#### ABOUT THIS TASK:
Return all lines below containing the word "async".

BEGIN

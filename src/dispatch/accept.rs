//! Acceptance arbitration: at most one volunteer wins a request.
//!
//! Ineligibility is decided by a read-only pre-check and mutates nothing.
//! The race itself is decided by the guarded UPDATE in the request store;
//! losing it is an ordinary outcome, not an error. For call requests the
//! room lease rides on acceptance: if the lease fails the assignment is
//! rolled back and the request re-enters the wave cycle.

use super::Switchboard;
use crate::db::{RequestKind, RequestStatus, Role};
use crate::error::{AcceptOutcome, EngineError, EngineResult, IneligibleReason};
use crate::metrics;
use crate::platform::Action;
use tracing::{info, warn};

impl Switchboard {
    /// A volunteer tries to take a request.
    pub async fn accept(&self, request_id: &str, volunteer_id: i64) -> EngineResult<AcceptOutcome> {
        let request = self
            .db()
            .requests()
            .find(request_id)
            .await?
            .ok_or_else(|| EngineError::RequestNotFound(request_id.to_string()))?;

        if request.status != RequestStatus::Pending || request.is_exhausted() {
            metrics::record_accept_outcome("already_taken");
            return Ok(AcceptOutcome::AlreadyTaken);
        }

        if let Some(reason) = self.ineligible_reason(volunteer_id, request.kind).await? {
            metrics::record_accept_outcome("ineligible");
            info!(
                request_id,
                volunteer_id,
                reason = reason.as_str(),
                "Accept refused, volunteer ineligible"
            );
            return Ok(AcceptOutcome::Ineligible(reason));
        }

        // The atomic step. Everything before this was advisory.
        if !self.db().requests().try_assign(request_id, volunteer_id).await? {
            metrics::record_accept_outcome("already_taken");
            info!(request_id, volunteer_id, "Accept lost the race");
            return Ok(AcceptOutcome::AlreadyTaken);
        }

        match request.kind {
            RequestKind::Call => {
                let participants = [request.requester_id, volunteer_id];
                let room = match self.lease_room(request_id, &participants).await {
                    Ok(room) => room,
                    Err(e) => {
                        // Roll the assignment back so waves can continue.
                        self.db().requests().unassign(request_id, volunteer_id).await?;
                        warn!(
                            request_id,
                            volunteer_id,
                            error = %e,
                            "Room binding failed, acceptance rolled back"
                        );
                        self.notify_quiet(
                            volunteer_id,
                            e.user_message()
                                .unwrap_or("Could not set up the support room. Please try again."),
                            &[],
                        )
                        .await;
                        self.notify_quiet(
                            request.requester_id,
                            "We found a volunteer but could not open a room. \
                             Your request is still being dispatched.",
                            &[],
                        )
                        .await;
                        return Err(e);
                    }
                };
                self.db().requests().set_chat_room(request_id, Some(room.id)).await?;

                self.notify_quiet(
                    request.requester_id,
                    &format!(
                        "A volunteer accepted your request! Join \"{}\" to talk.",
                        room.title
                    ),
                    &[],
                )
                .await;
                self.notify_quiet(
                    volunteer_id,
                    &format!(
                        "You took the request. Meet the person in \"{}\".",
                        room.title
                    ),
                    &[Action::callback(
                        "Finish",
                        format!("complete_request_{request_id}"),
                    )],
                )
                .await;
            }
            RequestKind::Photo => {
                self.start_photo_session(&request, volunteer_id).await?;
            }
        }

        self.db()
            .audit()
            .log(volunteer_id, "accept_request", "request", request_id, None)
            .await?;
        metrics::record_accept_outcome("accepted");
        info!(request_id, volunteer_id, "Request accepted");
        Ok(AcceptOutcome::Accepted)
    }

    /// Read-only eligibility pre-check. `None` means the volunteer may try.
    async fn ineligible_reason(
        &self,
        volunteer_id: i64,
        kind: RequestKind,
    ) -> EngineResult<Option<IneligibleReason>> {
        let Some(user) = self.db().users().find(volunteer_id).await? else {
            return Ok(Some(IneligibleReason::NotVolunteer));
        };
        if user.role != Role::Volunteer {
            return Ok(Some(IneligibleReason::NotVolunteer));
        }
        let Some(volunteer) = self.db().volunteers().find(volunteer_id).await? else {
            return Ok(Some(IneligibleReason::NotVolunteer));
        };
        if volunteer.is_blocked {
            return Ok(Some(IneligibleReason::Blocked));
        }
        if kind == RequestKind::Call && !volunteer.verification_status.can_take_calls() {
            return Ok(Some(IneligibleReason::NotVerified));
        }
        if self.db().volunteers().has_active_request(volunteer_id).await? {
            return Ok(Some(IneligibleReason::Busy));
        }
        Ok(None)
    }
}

END

#### OUTPUT OF THE EXERCISE:
    pub async fn accept(&self, request_id: &str, volunteer_id: i64) -> EngineResult<AcceptOutcome> {
    async fn ineligible_reason(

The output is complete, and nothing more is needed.